* **Exercise goal**
Please repeat each line of the data exactly, with nothing left out.

* **The data**
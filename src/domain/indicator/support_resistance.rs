//! Support and resistance levels from clustered swing pivots.
//!
//! A pivot low is a candle whose low is strictly below the lows of `pivot_span`
//! neighbours on each side (pivot high: mirror image). Pivots whose prices sit
//! within `cluster_tolerance_pct` of a running cluster mean merge into one
//! level; a level's strength counts its touches plus the volume traded on
//! them relative to the window average. Only levels with at least
//! `min_touches` pivots qualify.
//!
//! The latest candle is never a pivot candidate: it is the candle being judged
//! for bounce, rejection, breakout and breakdown, each of which also needs a
//! volume surge on that candle.

use crate::domain::candle::Candle;

#[derive(Debug, Clone, Copy, PartialEq)]
pub struct SupportResistanceParams {
    pub lookback: usize,
    pub pivot_span: usize,
    pub cluster_tolerance_pct: f64,
    pub near_pct: f64,
    pub min_touches: usize,
    pub volume_period: usize,
    pub volume_surge_multiplier: f64,
}

impl Default for SupportResistanceParams {
    fn default() -> Self {
        Self {
            lookback: 100,
            pivot_span: 2,
            cluster_tolerance_pct: 0.75,
            near_pct: 1.0,
            min_touches: 2,
            volume_period: 20,
            volume_surge_multiplier: 1.5,
        }
    }
}

#[derive(Debug, Clone, Copy, PartialEq)]
pub struct Level {
    pub price: f64,
    pub touches: usize,
    pub volume: f64,
    pub strength: f64,
}

#[derive(Debug, Clone, PartialEq)]
pub struct SupportResistance {
    pub levels: Vec<Level>,
    pub support: Option<Level>,
    pub resistance: Option<Level>,
    pub support_distance_pct: Option<f64>,
    pub resistance_distance_pct: Option<f64>,
    pub near_support: bool,
    pub near_resistance: bool,
    pub volume_surge: bool,
    pub support_bounce: bool,
    pub resistance_rejection: bool,
    pub breakout: bool,
    pub breakdown: bool,
}

impl SupportResistance {
    /// +2 breakout, +1 bounce, -1 rejection, -2 breakdown, 0 otherwise.
    pub fn event_score(&self) -> f64 {
        if self.breakout {
            2.0
        } else if self.breakdown {
            -2.0
        } else if self.support_bounce {
            1.0
        } else if self.resistance_rejection {
            -1.0
        } else {
            0.0
        }
    }
}

#[derive(Debug, Clone, Copy)]
struct Pivot {
    price: f64,
    volume: f64,
}

fn find_pivots(history: &[Candle], span: usize) -> Vec<Pivot> {
    let mut pivots = Vec::new();
    if history.len() < 2 * span + 1 {
        return pivots;
    }
    for i in span..history.len() - span {
        let c = &history[i];
        let is_low = (1..=span).all(|j| c.low < history[i - j].low && c.low < history[i + j].low);
        let is_high =
            (1..=span).all(|j| c.high > history[i - j].high && c.high > history[i + j].high);
        if is_low {
            pivots.push(Pivot {
                price: c.low,
                volume: c.volume,
            });
        }
        if is_high {
            pivots.push(Pivot {
                price: c.high,
                volume: c.volume,
            });
        }
    }
    pivots
}

fn cluster_levels(mut pivots: Vec<Pivot>, tolerance_pct: f64, average_volume: f64) -> Vec<Level> {
    pivots.sort_by(|a, b| a.price.total_cmp(&b.price));

    let mut clusters: Vec<Vec<Pivot>> = Vec::new();
    for pivot in pivots {
        let joins_last = clusters.last().is_some_and(|cluster| {
            let mean = cluster.iter().map(|p| p.price).sum::<f64>() / cluster.len() as f64;
            mean != 0.0 && (pivot.price - mean).abs() / mean * 100.0 <= tolerance_pct
        });
        match clusters.last_mut() {
            Some(cluster) if joins_last => cluster.push(pivot),
            _ => clusters.push(vec![pivot]),
        }
    }

    clusters
        .into_iter()
        .map(|cluster| {
            let touches = cluster.len();
            let price = cluster.iter().map(|p| p.price).sum::<f64>() / touches as f64;
            let volume = cluster.iter().map(|p| p.volume).sum::<f64>();
            let volume_weight = if average_volume > 0.0 {
                volume / average_volume
            } else {
                0.0
            };
            Level {
                price,
                touches,
                volume,
                strength: touches as f64 + volume_weight,
            }
        })
        .collect()
}

fn nearest_below(levels: &[Level], price: f64) -> Option<Level> {
    levels
        .iter()
        .filter(|l| l.price <= price)
        .max_by(|a, b| a.price.total_cmp(&b.price))
        .copied()
}

fn nearest_above(levels: &[Level], price: f64) -> Option<Level> {
    levels
        .iter()
        .filter(|l| l.price > price)
        .min_by(|a, b| a.price.total_cmp(&b.price))
        .copied()
}

pub fn calculate_support_resistance(
    candles: &[Candle],
    params: &SupportResistanceParams,
) -> Option<SupportResistance> {
    let span = params.pivot_span.max(1);
    if candles.len() < 2 * span + 2 || params.lookback < 2 * span + 2 {
        return None;
    }

    let window = &candles[candles.len().saturating_sub(params.lookback)..];
    let (history, current) = window.split_at(window.len() - 1);
    let current = &current[0];
    let prev_close = history[history.len() - 1].close;

    let window_average =
        history.iter().map(|c| c.volume).sum::<f64>() / history.len() as f64;
    let levels: Vec<Level> = cluster_levels(
        find_pivots(history, span),
        params.cluster_tolerance_pct,
        window_average,
    )
    .into_iter()
    .filter(|l| l.touches >= params.min_touches)
    .collect();

    let volume_tail = &history[history.len().saturating_sub(params.volume_period.max(1))..];
    let volume_average =
        volume_tail.iter().map(|c| c.volume).sum::<f64>() / volume_tail.len() as f64;
    let volume_surge =
        volume_average > 0.0 && current.volume >= params.volume_surge_multiplier * volume_average;

    let close = current.close;
    let support = nearest_below(&levels, close);
    let resistance = nearest_above(&levels, close);

    let distance = |level: &Option<Level>| {
        level
            .as_ref()
            .filter(|_| close != 0.0)
            .map(|l| (close - l.price).abs() / close * 100.0)
    };
    let support_distance_pct = distance(&support);
    let resistance_distance_pct = distance(&resistance);
    let near_support = support_distance_pct.is_some_and(|d| d <= params.near_pct);
    let near_resistance = resistance_distance_pct.is_some_and(|d| d <= params.near_pct);

    let tolerance = params.cluster_tolerance_pct / 100.0;
    let support_bounce = volume_surge
        && near_support
        && current.is_bullish()
        && support.is_some_and(|s| current.low <= s.price * (1.0 + tolerance) && close > s.price);
    let resistance_rejection = volume_surge
        && near_resistance
        && current.is_bearish()
        && resistance
            .is_some_and(|r| current.high >= r.price * (1.0 - tolerance) && close < r.price);

    let breakout = volume_surge
        && nearest_above(&levels, prev_close).is_some_and(|r| close > r.price);
    let breakdown = volume_surge
        && nearest_below(&levels, prev_close).is_some_and(|s| close < s.price);

    Some(SupportResistance {
        levels,
        support,
        resistance,
        support_distance_pct,
        resistance_distance_pct,
        near_support,
        near_resistance,
        volume_surge,
        support_bounce,
        resistance_rejection,
        breakout,
        breakdown,
    })
}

* **Solution for this task**
filename src/domain/indicator/support_resistance.rs
//! Support and resistance levels from clustered swing pivots.
//!
//! A pivot low is a candle whose low is strictly below the lows of `pivot_span`
//! neighbours on each side (pivot high: mirror image). Pivots whose prices sit
//! within `cluster_tolerance_pct` of a running cluster mean merge into one
//! level; a level's strength counts its touches plus the volume traded on
//! them relative to the window average. Only levels with at least
//! `min_touches` pivots qualify.
//!
//! The latest candle is never a pivot candidate: it is the candle being judged
//! for bounce, rejection, breakout and breakdown, each of which also needs a
//! volume surge on that candle.

use crate::domain::candle::Candle;

#[derive(Debug, Clone, Copy, PartialEq)]
pub struct SupportResistanceParams {
    pub lookback: usize,
    pub pivot_span: usize,
    pub cluster_tolerance_pct: f64,
    pub near_pct: f64,
    pub min_touches: usize,
    pub volume_period: usize,
    pub volume_surge_multiplier: f64,
}

impl Default for SupportResistanceParams {
    fn default() -> Self {
        Self {
            lookback: 100,
            pivot_span: 2,
            cluster_tolerance_pct: 0.75,
            near_pct: 1.0,
            min_touches: 2,
            volume_period: 20,
            volume_surge_multiplier: 1.5,
        }
    }
}

#[derive(Debug, Clone, Copy, PartialEq)]
pub struct Level {
    pub price: f64,
    pub touches: usize,
    pub volume: f64,
    pub strength: f64,
}

#[derive(Debug, Clone, PartialEq)]
pub struct SupportResistance {
    pub levels: Vec<Level>,
    pub support: Option<Level>,
    pub resistance: Option<Level>,
    pub support_distance_pct: Option<f64>,
    pub resistance_distance_pct: Option<f64>,
    pub near_support: bool,
    pub near_resistance: bool,
    pub volume_surge: bool,
    pub support_bounce: bool,
    pub resistance_rejection: bool,
    pub breakout: bool,
    pub breakdown: bool,
}

impl SupportResistance {
    /// +2 breakout, +1 bounce, -1 rejection, -2 breakdown, 0 otherwise.
    pub fn event_score(&self) -> f64 {
        if self.breakout {
            2.0
        } else if self.breakdown {
            -2.0
        } else if self.support_bounce {
            1.0
        } else if self.resistance_rejection {
            -1.0
        } else {
            0.0
        }
    }
}

#[derive(Debug, Clone, Copy)]
struct Pivot {
    price: f64,
    volume: f64,
}

fn find_pivots(history: &[Candle], span: usize) -> Vec<Pivot> {
    let mut pivots = Vec::new();
    if history.len() < 2 * span + 1 {
        return pivots;
    }
    for i in span..history.len() - span {
        let c = &history[i];
        let is_low = (1..=span).all(|j| c.low < history[i - j].low && c.low < history[i + j].low);
        let is_high =
            (1..=span).all(|j| c.high > history[i - j].high && c.high > history[i + j].high);
        if is_low {
            pivots.push(Pivot {
                price: c.low,
                volume: c.volume,
            });
        }
        if is_high {
            pivots.push(Pivot {
                price: c.high,
                volume: c.volume,
            });
        }
    }
    pivots
}

fn cluster_levels(mut pivots: Vec<Pivot>, tolerance_pct: f64, average_volume: f64) -> Vec<Level> {
    pivots.sort_by(|a, b| a.price.total_cmp(&b.price));

    let mut clusters: Vec<Vec<Pivot>> = Vec::new();
    for pivot in pivots {
        let joins_last = clusters.last().is_some_and(|cluster| {
            let mean = cluster.iter().map(|p| p.price).sum::<f64>() / cluster.len() as f64;
            mean != 0.0 && (pivot.price - mean).abs() / mean * 100.0 <= tolerance_pct
        });
        match clusters.last_mut() {
            Some(cluster) if joins_last => cluster.push(pivot),
            _ => clusters.push(vec![pivot]),
        }
    }

    clusters
        .into_iter()
        .map(|cluster| {
            let touches = cluster.len();
            let price = cluster.iter().map(|p| p.price).sum::<f64>() / touches as f64;
            let volume = cluster.iter().map(|p| p.volume).sum::<f64>();
            let volume_weight = if average_volume > 0.0 {
                volume / average_volume
            } else {
                0.0
            };
            Level {
                price,
                touches,
                volume,
                strength: touches as f64 + volume_weight,
            }
        })
        .collect()
}

fn nearest_below(levels: &[Level], price: f64) -> Option<Level> {
    levels
        .iter()
        .filter(|l| l.price <= price)
        .max_by(|a, b| a.price.total_cmp(&b.price))
        .copied()
}

fn nearest_above(levels: &[Level], price: f64) -> Option<Level> {
    levels
        .iter()
        .filter(|l| l.price > price)
        .min_by(|a, b| a.price.total_cmp(&b.price))
        .copied()
}

pub fn calculate_support_resistance(
    candles: &[Candle],
    params: &SupportResistanceParams,
) -> Option<SupportResistance> {
    let span = params.pivot_span.max(1);
    if candles.len() < 2 * span + 2 || params.lookback < 2 * span + 2 {
        return None;
    }

    let window = &candles[candles.len().saturating_sub(params.lookback)..];
    let (history, current) = window.split_at(window.len() - 1);
    let current = &current[0];
    let prev_close = history[history.len() - 1].close;

    let window_average =
        history.iter().map(|c| c.volume).sum::<f64>() / history.len() as f64;
    let levels: Vec<Level> = cluster_levels(
        find_pivots(history, span),
        params.cluster_tolerance_pct,
        window_average,
    )
    .into_iter()
    .filter(|l| l.touches >= params.min_touches)
    .collect();

    let volume_tail = &history[history.len().saturating_sub(params.volume_period.max(1))..];
    let volume_average =
        volume_tail.iter().map(|c| c.volume).sum::<f64>() / volume_tail.len() as f64;
    let volume_surge =
        volume_average > 0.0 && current.volume >= params.volume_surge_multiplier * volume_average;

    let close = current.close;
    let support = nearest_below(&levels, close);
    let resistance = nearest_above(&levels, close);

    let distance = |level: &Option<Level>| {
        level
            .as_ref()
            .filter(|_| close != 0.0)
            .map(|l| (close - l.price).abs() / close * 100.0)
    };
    let support_distance_pct = distance(&support);
    let resistance_distance_pct = distance(&resistance);
    let near_support = support_distance_pct.is_some_and(|d| d <= params.near_pct);
    let near_resistance = resistance_distance_pct.is_some_and(|d| d <= params.near_pct);

    let tolerance = params.cluster_tolerance_pct / 100.0;
    let support_bounce = volume_surge
        && near_support
        && current.is_bullish()
        && support.is_some_and(|s| current.low <= s.price * (1.0 + tolerance) && close > s.price);
    let resistance_rejection = volume_surge
        && near_resistance
        && current.is_bearish()
        && resistance
            .is_some_and(|r| current.high >= r.price * (1.0 - tolerance) && close < r.price);

    let breakout = volume_surge
        && nearest_above(&levels, prev_close).is_some_and(|r| close > r.price);
    let breakdown = volume_surge
        && nearest_below(&levels, prev_close).is_some_and(|s| close < s.price);

    Some(SupportResistance {
        levels,
        support,
        resistance,
        support_distance_pct,
        resistance_distance_pct,
        near_support,
        near_resistance,
        volume_surge,
        support_bounce,
        resistance_rejection,
        breakout,
        breakdown,
    })
}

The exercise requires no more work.